# Anyone know why i always get a headache



## Bigwake20s (Mar 16, 2005)

Everytime i smoke a lot or a blunt or like 3 big bong rips i get really tired and DUMB AS HELL lol what happend to the days when i could get stoned an continue my normal day thanx


----------



## cincy boy (Mar 16, 2005)

sounds like a personal problem man


----------



## Goldie (Mar 28, 2005)

Sounds like you`re into some heavy indicas now - good stuff...


----------



## Diseased Strain (Mar 28, 2005)

Try some sativa. Should fix it. I got ahold of some once that made you want to go to work, or mow the lawn or dance or fix something, or just do anything. You had to do something. It made you. It was like a urge to smoke a cigg. You HAD to !

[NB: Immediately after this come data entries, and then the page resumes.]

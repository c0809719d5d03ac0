//! In-memory item store for development and testing

use std::sync::atomic::{AtomicI32, Ordering};

use async_trait::async_trait;
use dashmap::DashMap;
use jiff::Timestamp;

use crate::common::{ItemQuery, Window};
use crate::error::AppResult;
use crate::models::{Item, NewItem, UpdateItem};
use crate::repositories::{EntityStore, ItemStore};

/// Process-local item store with the same observable behavior as
/// [`super::ItemRepository`]. Contents are lost on restart.
pub struct InMemoryItemStore {
    items: DashMap<i32, Item>,
    id_counter: AtomicI32,
}

impl InMemoryItemStore {
    pub fn new() -> Self {
        Self {
            items: DashMap::new(),
            id_counter: AtomicI32::new(1),
        }
    }

    fn matching(&self, query: &ItemQuery) -> Vec<Item> {
        self.items
            .iter()
            .filter(|entry| query.matches(entry.value()))
            .map(|entry| entry.value().clone())
            .collect()
    }
}

impl Default for InMemoryItemStore {
    fn default() -> Self {
        Self::new()
    }
}

#[async_trait]
impl EntityStore for InMemoryItemStore {
    type Entity = Item;
    type Query = ItemQuery;

    async fn count(&self, query: &ItemQuery) -> AppResult<u64> {
        Ok(self.matching(query).len() as u64)
    }

    async fn fetch(&self, query: &ItemQuery, window: Option<Window>) -> AppResult<Vec<Item>> {
        let mut found = self.matching(query);
        found.sort_by(|a, b| query.compare(a, b));

        let Some(window) = window else {
            return Ok(found);
        };
        let offset = usize::try_from(window.offset).unwrap_or(usize::MAX);
        let limit = usize::try_from(window.limit).unwrap_or(usize::MAX);
        Ok(found.into_iter().skip(offset).take(limit).collect())
    }
}

#[async_trait]
impl ItemStore for InMemoryItemStore {
    async fn find_by_id(&self, id: i32) -> AppResult<Option<Item>> {
        Ok(self.items.get(&id).map(|item| item.clone()))
    }

    async fn create(&self, new_item: NewItem) -> AppResult<Item> {
        let id = self.id_counter.fetch_add(1, Ordering::SeqCst);
        let now = Timestamp::now();
        let item = Item {
            id,
            title: new_item.title,
            description: new_item.description,
            is_active: new_item.is_active,
            created_at: now,
            updated_at: now,
        };
        self.items.insert(id, item.clone());
        Ok(item)
    }

    async fn update(&self, id: i32, changes: UpdateItem) -> AppResult<Option<Item>> {
        let Some(mut item) = self.items.get_mut(&id) else {
            return Ok(None);
        };
        changes.apply_to(&mut item);
        item.updated_at = Timestamp::now();
        Ok(Some(item.clone()))
    }

    async fn delete(&self, id: i32) -> AppResult<bool> {
        Ok(self.items.remove(&id).is_some())
    }
}

#[cfg(test)]
mod tests {
    use super::*;
    use crate::common::{ItemFilter, ItemSort, ItemSortField, SortOrder};

    async fn seeded() -> InMemoryItemStore {
        let store = InMemoryItemStore::new();
        store.create(NewItem::new("Zebra")).await.unwrap();
        store.create(NewItem::new("Apple").active(false)).await.unwrap();
        store.create(NewItem::new("Mango")).await.unwrap();
        store
    }

    #[tokio::test]
    async fn test_ids_are_sequential() {
        let store = seeded().await;
        let ids: Vec<_> = store
            .fetch(&ItemQuery::default(), None)
            .await
            .unwrap()
            .into_iter()
            .map(|i| i.id)
            .collect();
        assert_eq!(ids, [1, 2, 3]);
    }

    #[tokio::test]
    async fn test_count_applies_filter_only() {
        let store = seeded().await;
        let query = ItemQuery::new(
            ItemFilter::new().with_is_active(true),
            Some(ItemSort::new(ItemSortField::Title, SortOrder::Asc)),
        );
        assert_eq!(store.count(&query).await.unwrap(), 2);
    }

    #[tokio::test]
    async fn test_fetch_sorts_then_windows() {
        let store = seeded().await;
        let query = ItemQuery::new(
            ItemFilter::new(),
            Some(ItemSort::new(ItemSortField::Title, SortOrder::Asc)),
        );
        let page = store
            .fetch(&query, Some(Window { offset: 1, limit: 5 }))
            .await
            .unwrap();

        let titles: Vec<_> = page.iter().map(|i| i.title.as_str()).collect();
        assert_eq!(titles, ["Mango", "Zebra"]);
    }

    #[tokio::test]
    async fn test_title_sort_ignores_case() {
        let store = InMemoryItemStore::new();
        for title in ["banana", "Apple", "cherry", "Zebra"] {
            store.create(NewItem::new(title)).await.unwrap();
        }
        let query = ItemQuery::new(
            ItemFilter::new(),
            Some(ItemSort::new(ItemSortField::Title, SortOrder::Asc)),
        );

        let titles: Vec<_> = store
            .fetch(&query, None)
            .await
            .unwrap()
            .into_iter()
            .map(|i| i.title)
            .collect();
        assert_eq!(titles, ["Apple", "banana", "cherry", "Zebra"]);
    }

    #[tokio::test]
    async fn test_update_unknown_id() {
        let store = seeded().await;
        let result = store.update(99, UpdateItem::default()).await.unwrap();
        assert!(result.is_none());
    }

    #[tokio::test]
    async fn test_delete_reports_presence() {
        let store = seeded().await;
        assert!(store.delete(2).await.unwrap());
        assert!(!store.delete(2).await.unwrap());
        assert!(store.find_by_id(2).await.unwrap().is_none());
    }
}
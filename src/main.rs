use clap::Parser;

use quarry::cli::{Cli, execute_command, init_logger_from_settings, load_and_merge_config};

#[tokio::main]
async fn main() -> anyhow::Result<()> {
    let cli = Cli::parse();

    let settings = load_and_merge_config(&cli)?;
    init_logger_from_settings(&settings)?;

    tracing::debug!(command = ?cli.command, "Configuration loaded");

    execute_command(&cli, settings).await
}
//! Health check endpoint handlers.
//!
//! The store check talks to the connection pool directly rather than going
//! through the item service, so it measures connectivity and nothing else.

use std::collections::BTreeMap;
use std::time::Instant;

use axum::{Json, extract::State, http::StatusCode};
use utoipa_axum::router::OpenApiRouter;
use utoipa_axum::routes;

use crate::api::doc::HEALTH_TAG;
use crate::api::dto::{ComponentHealth, HealthResponse, HealthStatus};
use crate::state::AppState;

/// Creates health check routes.
///
/// # Routes
/// - `GET /health` - Component report
/// - `GET /health/ready` - Readiness check
/// - `GET /health/live` - Liveness check
pub fn health_routes() -> OpenApiRouter<AppState> {
    OpenApiRouter::new()
        .routes(routes!(health_check))
        .routes(routes!(readiness_check))
        .routes(routes!(liveness_check))
}

/// Report on the item store, the upload directory and the task queue.
///
/// An unhealthy store makes the whole service unhealthy; a missing upload
/// directory or a full queue only degrades it.
#[utoipa::path(
    get,
    path = "/health",
    responses(
        (status = 200, description = "Service is healthy or degraded", body = HealthResponse),
        (status = 503, description = "Service is unhealthy", body = HealthResponse)
    ),
    tag = HEALTH_TAG
)]
pub async fn health_check(State(state): State<AppState>) -> (StatusCode, Json<HealthResponse>) {
    let mut checks = BTreeMap::new();
    checks.insert("store".to_string(), check_store(&state).await);
    checks.insert("upload_dir".to_string(), check_upload_dir(&state).await);
    checks.insert("task_queue".to_string(), check_task_queue(&state));

    let response = HealthResponse::from_checks(crate::pkg_version(), checks);
    let status = match response.status {
        HealthStatus::Healthy | HealthStatus::Degraded => StatusCode::OK,
        HealthStatus::Unhealthy => StatusCode::SERVICE_UNAVAILABLE,
    };

    (status, Json(response))
}

/// Readiness: ready once the item store answers.
#[utoipa::path(
    get,
    path = "/health/ready",
    responses(
        (status = 200, description = "Service is ready"),
        (status = 503, description = "Service is not ready")
    ),
    tag = HEALTH_TAG
)]
pub async fn readiness_check(State(state): State<AppState>) -> StatusCode {
    match check_store(&state).await.status {
        HealthStatus::Healthy => StatusCode::OK,
        HealthStatus::Degraded | HealthStatus::Unhealthy => StatusCode::SERVICE_UNAVAILABLE,
    }
}

/// Liveness: answering at all is the signal.
#[utoipa::path(
    get,
    path = "/health/live",
    responses(
        (status = 200, description = "Service is alive")
    ),
    tag = HEALTH_TAG
)]
pub async fn liveness_check() -> StatusCode {
    StatusCode::OK
}

async fn check_store(state: &AppState) -> ComponentHealth {
    let Some(pool) = &state.db_pool else {
        return ComponentHealth::healthy("in-memory store");
    };

    let start_time = Instant::now();
    let elapsed = || start_time.elapsed().as_millis() as u64;

    match pool.get().await {
        Ok(mut conn) => {
            use diesel_async::RunQueryDsl;

            match diesel::sql_query("SELECT 1").execute(&mut conn).await {
                Ok(_) => ComponentHealth::healthy("postgres: connected").timed(elapsed()),
                Err(e) => ComponentHealth::with_status(
                    HealthStatus::Unhealthy,
                    format!("Query failed: {e}"),
                )
                .timed(elapsed()),
            }
        }
        Err(e) => ComponentHealth::with_status(
            HealthStatus::Unhealthy,
            format!("Connection failed: {e}"),
        )
        .timed(elapsed()),
    }
}

async fn check_upload_dir(state: &AppState) -> ComponentHealth {
    let dir = state.services.files.upload_dir();
    match tokio::fs::metadata(dir).await {
        Ok(meta) if meta.is_dir() => ComponentHealth::healthy(dir.display().to_string()),
        Ok(_) => ComponentHealth::with_status(
            HealthStatus::Degraded,
            format!("{} is not a directory", dir.display()),
        ),
        Err(e) => ComponentHealth::with_status(
            HealthStatus::Degraded,
            format!("{}: {e}", dir.display()),
        ),
    }
}

fn check_task_queue(state: &AppState) -> ComponentHealth {
    let queue = &state.services.tasks;
    let message = format!("{}/{} slots free", queue.available(), queue.capacity());
    if queue.available() == 0 {
        ComponentHealth::with_status(HealthStatus::Degraded, message)
    } else {
        ComponentHealth::healthy(message)
    }
}

#[cfg(test)]
mod tests {
    use super::*;

    #[tokio::test]
    async fn test_liveness_check() {
        assert_eq!(liveness_check().await, StatusCode::OK);
    }
}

It was awsome.... No body to the high at all. It was all mind. It was $90 a 1/4oz though. But damn I cant complain.


----------



## cincy boy (Mar 28, 2005)

yeah wever I smoke I always have to do somthing I cant just sit so I just clean haha


----------



## Unregistered (Apr 2, 2005)

I know people that cant stand smoking seeds they pick them out everytime they smoke it and if they smoke one seed they get a headache...i however have found better quality mj and havnt found a seed in it yet


----------



## Goldie (Apr 4, 2005)

I have heard that if your weed isn`t cured it will make your head ache.


----------



## brainwreck (Apr 4, 2005)

if i gorget to take out little pieces of branches and seeds, sometimes i also get a headache, but depends from human to human, could be indeed like already said, to much indica, switch to sativa.

greetz


----------



## DavidfromMichigan (Aug 25, 2022)

Bigwake20s said:


> Everytime i smoke a lot or a blunt or like 3 big bong rips i get really tired and DUMB AS **** lol what happend to the days when i could get stoned an continue my normal day thanx


Are you smoking home grown?  A lot of dispensaries don't have a clue what their suppliers are putting in their weed they grow.  And since it's an open market for that top shelf,  you can guarantee most of them are pumping their plants full of pgr's.  That'll give you a headache.. to say the least.


----------



## oldfogey8 (Aug 25, 2022)

DavidfromMichigan said:


> Are you smoking home grown?  A lot of dispensaries don't have a clue what their suppliers are putting in their weed they grow.  And since it's an open market for that top shelf,  you can guarantee most of them are pumping their plants full of pgr's.  That'll give you a headache.. to say the least.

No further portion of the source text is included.